Saved entries:
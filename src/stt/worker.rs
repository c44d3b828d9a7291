//! The `stt-worker` child process entry point.
//!
//! Runs in a process of its own so the GGML runtime's thread pools and file
//! descriptors cannot touch the daemon's keyboard listener or terminal.
//! Protocol (argv): `<audio-file> <model> <device> <language|-> <result-file>`.
//!
//! The worker always tries to leave a result record behind, even on
//! failure, so the parent sees a message rather than a bare exit code.
//! An empty input buffer is the preload path: the model is downloaded and
//! loaded, an empty result is written, and nothing is transcribed.

use std::path::{Path, PathBuf};

use whisper_rs::{FullParams, SamplingStrategy, WhisperContext, WhisperContextParameters};

use super::model::{ensure_model, ModelPaths};
use super::wire::{self, WorkerResult};
use super::{ComputeDevice, ModelSize, SttError};

// ---------------------------------------------------------------------------
// Entry point
// ---------------------------------------------------------------------------

/// Run the worker.  Returns the process exit code.
pub fn run(args: &[String]) -> i32 {
    if args.len() != 5 {
        eprintln!(
            "usage: push-to-talk stt-worker <audio-file> <model> <device> <language|-> <result-file>"
        );
        return 2;
    }

    let audio_path = PathBuf::from(&args[0]);
    let result_path = PathBuf::from(&args[4]);
    let language = match args[3].as_str() {
        "-" => None,
        other => Some(other.to_string()),
    };
    let report_language = language.clone().unwrap_or_else(|| "en".into());

    match run_inner(&audio_path, &args[1], &args[2], language.as_deref()) {
        Ok(result) => {
            if let Err(e) = wire::write_result(&result_path, &result) {
                eprintln!("stt-worker: cannot write result: {e}");
                return 1;
            }
            0
        }
        Err(e) => {
            let record = WorkerResult::err(report_language, e.to_string());
            if let Err(write_err) = wire::write_result(&result_path, &record) {
                eprintln!("stt-worker: cannot write error result: {write_err}");
            }
            eprintln!("stt-worker: {e}");
            1
        }
    }
}

fn run_inner(
    audio_path: &Path,
    model_name: &str,
    device_name: &str,
    language: Option<&str>,
) -> Result<WorkerResult, SttError> {
    let samples = wire::read_samples(audio_path)?;
    let model = ModelSize::parse(model_name)?;
    let device = ComputeDevice::parse(device_name)?.resolve();

    // The hint is advisory: whisper-rs uses whatever backend it was built
    // with, and the parent already demoted `auto` to CPU.
    log::debug!("stt-worker: model={model} device={}", device.as_str());

    let model_file = ensure_model(model, &ModelPaths::default())?;

    let report_language = language.unwrap_or("en").to_string();

    // Preload path: model is on disk and loadable; nothing to transcribe.
    if samples.is_empty() {
        // Load once so the first real call skips the mmap/validation cost.
        load_context(&model_file)?;
        return Ok(WorkerResult::ok(String::new(), report_language, 0.0));
    }

    let ctx = load_context(&model_file)?;
    let text = transcribe(&ctx, &samples, language)?;
    let confidence = speech_confidence(&samples);

    Ok(WorkerResult::ok(text, report_language, confidence))
}

// ---------------------------------------------------------------------------
// Whisper inference
// ---------------------------------------------------------------------------

fn load_context(model_file: &Path) -> Result<WhisperContext, SttError> {
    let path_str = model_file
        .to_str()
        .ok_or_else(|| SttError::Inference("model path is not valid UTF-8".into()))?;

    WhisperContext::new_with_params(path_str, WhisperContextParameters::default())
        .map_err(|e| SttError::Inference(format!("context init: {e}")))
}

fn transcribe(
    ctx: &WhisperContext,
    samples: &[f32],
    language: Option<&str>,
) -> Result<String, SttError> {
    let mut params = FullParams::new(SamplingStrategy::Greedy { best_of: 1 });

    // The language borrow stays alive until state.full() returns.
    params.set_language(language);
    params.set_n_threads(inference_threads());
    params.set_print_progress(false);
    params.set_print_realtime(false);

    let mut state = ctx
        .create_state()
        .map_err(|e| SttError::Inference(format!("state init: {e}")))?;

    state
        .full(params, samples)
        .map_err(|e| SttError::Inference(e.to_string()))?;

    let n_segments = state
        .full_n_segments()
        .map_err(|e| SttError::Inference(e.to_string()))?;

    let mut text = String::new();
    for i in 0..n_segments {
        let segment = state
            .full_get_segment_text(i)
            .map_err(|e| SttError::Inference(format!("segment {i}: {e}")))?;
        text.push_str(&segment);
    }

    Ok(text.trim().to_string())
}

/// Thread count handed to whisper, capped at 8.  The worker is the only
/// place the inference pool is configured; the daemon never hosts it.
fn inference_threads() -> i32 {
    std::thread::available_parallelism()
        .map(|n| n.get().min(8) as i32)
        .unwrap_or(4)
}

// ---------------------------------------------------------------------------
// Confidence estimate
// ---------------------------------------------------------------------------

/// Frame length for the voiced-ratio estimate: 30 ms at 16 kHz.
const CONFIDENCE_FRAME: usize = 480;

/// Amplitude below which a frame counts as silent.
const CONFIDENCE_RMS_FLOOR: f32 = 0.01;

/// Estimate `1 - p_no_speech` as the fraction of 30 ms frames carrying
/// energy above the silence floor.
///
/// whisper-rs 0.12 does not export the decoder's no-speech probability, so
/// the worker derives the speech-presence proxy from the signal itself.
/// Downstream consumers already treat confidence as uncalibrated.
fn speech_confidence(samples: &[f32]) -> f32 {
    if samples.is_empty() {
        return 0.0;
    }

    let mut voiced = 0usize;
    let mut total = 0usize;

    for frame in samples.chunks(CONFIDENCE_FRAME) {
        let mean_sq: f32 = frame.iter().map(|s| s * s).sum::<f32>() / frame.len() as f32;
        if mean_sq.sqrt() > CONFIDENCE_RMS_FLOOR {
            voiced += 1;
        }
        total += 1;
    }

    (voiced as f32 / total as f32).clamp(0.0, 1.0)
}

// ---------------------------------------------------------------------------
// Tests
// ---------------------------------------------------------------------------

#[cfg(test)]
mod tests {
    use super::*;
    use tempfile::tempdir;

    // ---- speech_confidence -------------------------------------------------

    #[test]
    fn silence_scores_zero() {
        assert_eq!(speech_confidence(&vec![0.0; 16_000]), 0.0);
    }

    #[test]
    fn loud_signal_scores_one() {
        assert_eq!(speech_confidence(&vec![0.5; 16_000]), 1.0);
    }

    #[test]
    fn half_voiced_scores_half() {
        let mut samples = vec![0.5_f32; CONFIDENCE_FRAME * 10];
        samples.extend(vec![0.0_f32; CONFIDENCE_FRAME * 10]);
        let c = speech_confidence(&samples);
        assert!((c - 0.5).abs() < 1e-6, "got {c}");
    }

    #[test]
    fn empty_buffer_scores_zero() {
        assert_eq!(speech_confidence(&[]), 0.0);
    }

    #[test]
    fn confidence_is_bounded() {
        let samples = vec![1.5_f32; 4_800]; // out-of-range amplitude
        let c = speech_confidence(&samples);
        assert!((0.0..=1.0).contains(&c));
    }

    // ---- argv handling -----------------------------------------------------

    #[test]
    fn wrong_arg_count_exits_2() {
        assert_eq!(run(&["only-one".into()]), 2);
        assert_eq!(run(&[]), 2);
    }

    /// A missing audio file must produce exit code 1 and an error record,
    /// never a panic.
    #[test]
    fn missing_audio_file_writes_error_record() {
        let dir = tempdir().unwrap();
        let result_path = dir.path().join("result.json");

        let args = vec![
            dir.path().join("nope.f32le").display().to_string(),
            "tiny".into(),
            "cpu".into(),
            "en".into(),
            result_path.display().to_string(),
        ];

        assert_eq!(run(&args), 1);

        let record = wire::read_result(&result_path).expect("error record written");
        assert!(record.error.is_some());
        assert_eq!(record.language, "en");
    }

    /// An unknown model name fails before any network or model access.
    #[test]
    fn invalid_model_name_writes_error_record() {
        let dir = tempdir().unwrap();
        let audio_path = dir.path().join("audio.f32le");
        let result_path = dir.path().join("result.json");
        wire::write_samples(&audio_path, &[0.0; 16]).unwrap();

        let args = vec![
            audio_path.display().to_string(),
            "enormous".into(),
            "cpu".into(),
            "-".into(),
            result_path.display().to_string(),
        ];

        assert_eq!(run(&args), 1);

        let record = wire::read_result(&result_path).unwrap();
        assert!(record.error.as_deref().unwrap_or("").contains("enormous"));
    }
}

» WORK ITEM: Starting with the line that holds "params.set_print_progress(false);" and ending with the line that holds "no-speech probability, so", retype every line in the data above exactly, and nothing else.

» RESULT:
    params.set_print_progress(false);
    params.set_print_realtime(false);

    let mut state = ctx
        .create_state()
        .map_err(|e| SttError::Inference(format!("state init: {e}")))?;

    state
        .full(params, samples)
        .map_err(|e| SttError::Inference(e.to_string()))?;

    let n_segments = state
        .full_n_segments()
        .map_err(|e| SttError::Inference(e.to_string()))?;

    let mut text = String::new();
    for i in 0..n_segments {
        let segment = state
            .full_get_segment_text(i)
            .map_err(|e| SttError::Inference(format!("segment {i}: {e}")))?;
        text.push_str(&segment);
    }

    Ok(text.trim().to_string())
}

/// Thread count handed to whisper, capped at 8.  The worker is the only
/// place the inference pool is configured; the daemon never hosts it.
fn inference_threads() -> i32 {
    std::thread::available_parallelism()
        .map(|n| n.get().min(8) as i32)
        .unwrap_or(4)
}

// ---------------------------------------------------------------------------
// Confidence estimate
// ---------------------------------------------------------------------------

/// Frame length for the voiced-ratio estimate: 30 ms at 16 kHz.
const CONFIDENCE_FRAME: usize = 480;

/// Amplitude below which a frame counts as silent.
const CONFIDENCE_RMS_FLOOR: f32 = 0.01;

/// Estimate `1 - p_no_speech` as the fraction of 30 ms frames carrying
/// energy above the silence floor.
///
/// whisper-rs 0.12 does not export the decoder's no-speech probability, so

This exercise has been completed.